By Brie Mathers
I have a t-shirt that I wear that reads I'm perfect across my chest. I love the double entendre. To me it's saying To be imperfect is to be perfect.
It turns perfection on its head and shakes it out kind of like an old boyfriend used to do with me whenever I got obsessed with how I look.
He would shake me upside down until I got my giggles on every time because he loved me for who I am and wanted to dump any other false notions I might have out of my brain. He was a great teacher for me.
Self-acceptance is not only a loving message in this day and age, it's a smart one. Hating our bodies and obsessing about our looks eats up a significant amount of our energy and attention. This renders our intelligence contracted up in rote, conditioned patterns of behaviour that not only cause us to suffer, but inhibit and impede us from blooming our deeply needed voices into the world. Only when I reconciled the crappy conversation I was having with my body could I open and offer my panache to the world. Here's my story. Is it time for you to re-write yours?
My story has been written. I know hunger. I know the insidious voice that declares war on the body. I have lived the cold nights beneath a thousand useless blankets. I too once beat the life out of my body at my own hand, pulled the hair from my head and still felt that the punishment lacked severity.

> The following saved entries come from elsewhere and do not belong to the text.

//! Processing rates and the capacity they grant.

use chrono::Duration;
use std::fmt;

const MILLIS_PER_HOUR: u128 = 3_600_000;

/// How much work a window admits.
#[derive(Clone, Copy, Debug, PartialEq, Eq)]
pub enum Rate {
    /// No limit at all.
    Unlimited,
    /// Nothing may be processed.
    Zero,
    /// A fixed count for each schedule handed out, whatever its length.
    PerWindow(u64),
    /// A count per hour, prorated over the schedule length.
    PerHour(u64),
}

/// Total work admitted by a schedule.
#[derive(Clone, Copy, Debug, PartialEq, Eq)]
pub enum Capacity {
    Unlimited,
    Limited(u64),
}

impl Rate {
    pub fn is_per_hour(&self) -> bool {
        matches!(self, Rate::PerHour(_))
    }

    /// Capacity granted over `duration`.
    ///
    /// Per-hour rates are floored to whole items: 10/hour over 45 minutes is 7.
    pub fn capacity_for(&self, duration: Duration) -> Capacity {
        match *self {
            Rate::Unlimited => Capacity::Unlimited,
            Rate::Zero => Capacity::Limited(0),
            Rate::PerWindow(n) => Capacity::Limited(n),
            Rate::PerHour(n) => {
                let millis = duration.num_milliseconds().max(0) as u128;
                let total = u128::from(n) * millis / MILLIS_PER_HOUR;
                Capacity::Limited(u64::try_from(total).unwrap_or(u64::MAX))
            }
        }
    }
}

impl fmt::Display for Rate {
    fn fmt(&self, f: &mut fmt::Formatter<'_>) -> fmt::Result {
        match self {
            Rate::Unlimited => write!(f, "unlimited"),
            Rate::Zero => write!(f, "0"),
            Rate::PerWindow(n) => write!(f, "{}/window", n),
            Rate::PerHour(n) => write!(f, "{}/hour", n),
        }
    }
}

impl Capacity {
    pub fn is_zero(&self) -> bool {
        matches!(self, Capacity::Limited(0))
    }
}

#[cfg(test)]
mod tests {
    use super::*;

    #[test]
    fn test_sentinel_rates_skip_arithmetic() {
        assert_eq!(
            Rate::Unlimited.capacity_for(Duration::minutes(1)),
            Capacity::Unlimited
        );
        assert_eq!(
            Rate::Zero.capacity_for(Duration::hours(5)),
            Capacity::Limited(0)
        );
        assert!(Rate::Zero.capacity_for(Duration::hours(5)).is_zero());
    }

    #[test]
    fn test_per_window_ignores_duration() {
        for minutes in [1, 30, 600] {
            assert_eq!(
                Rate::PerWindow(12).capacity_for(Duration::minutes(minutes)),
                Capacity::Limited(12)
            );
        }
    }

    #[test]
    fn test_per_hour_prorated() {
        assert_eq!(
            Rate::PerHour(10).capacity_for(Duration::minutes(30)),
            Capacity::Limited(5)
        );
        assert_eq!(
            Rate::PerHour(10).capacity_for(Duration::hours(3)),
            Capacity::Limited(30)
        );
    }

    #[test]
    fn test_per_hour_fraction_floors() {
        // 7.5 items
        assert_eq!(
            Rate::PerHour(10).capacity_for(Duration::minutes(45)),
            Capacity::Limited(7)
        );
        // Less than a whole item
        assert_eq!(
            Rate::PerHour(10).capacity_for(Duration::minutes(5)),
            Capacity::Limited(0)
        );
    }

    #[test]
    fn test_display() {
        assert_eq!(Rate::Unlimited.to_string(), "unlimited");
        assert_eq!(Rate::Zero.to_string(), "0");
        assert_eq!(Rate::PerWindow(3).to_string(), "3/window");
        assert_eq!(Rate::PerHour(60).to_string(), "60/hour");
    }
}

I too whipped the streets with my feet a thousand lashes over, sweat spraying, heart caving, voice playing. I too lived the guilty life – never good enough, fast enough, smart enough, nice enough. Never thin enough. Never enough.
The first time I felt fat I was four in the bathtub with my big sister, already skinnier.
The next time I was six. It was before ballet practice. I thought I looked fat in my leotard. When my first grade teacher, the adored Miss Vanderkran asked me what I wanted to be when I grew up I said "light as a feather."
Don't even get me started about age 11, the year both my winter coat and snowsuit left me feeling like the Marshmallow Man in Ghostbusters.
But it wasn't until I was fifteen and had just won the second largest track meet in North America for my division that I decided to do something about this fat problem.
Yo-yo dieting began; the voice of self-loathing was the hand that yanked that yo-yo up and down. Mostly down. My heart rate plummeted to 36 beats/minute. The Canadian Olympic track and field coach took me out for lunch to get me 'back in the game.' I was on a different track, playing a different game in a different field. Destination: emaciation.
Then came therapy. Freedom with food may have given my organs what they needed to keep on breathing but it couldn't touch the tyranny of image. While I promise here and now to stand up tall and command a beauty re-defined – deeper, subtler, softer, more diverse, truer – I would be lying to not admit that to arrive in this place I have over and over been swept off my feet by the glossy knight of image. Even if I know that all that glitters is not gold.
I was in a flurry of long-term health consequences that had resulted from my self-imposed starvation. When the floodgates opened it was donuts and cookies and chocolate bars all in the name of being free with food, all the way leaving me with a wicked yeast infection that lasted years, yes years, no I still can't eat a piece of chocolate cake without a flare-up and it has been one hell of a decade-long quest to put my health back together.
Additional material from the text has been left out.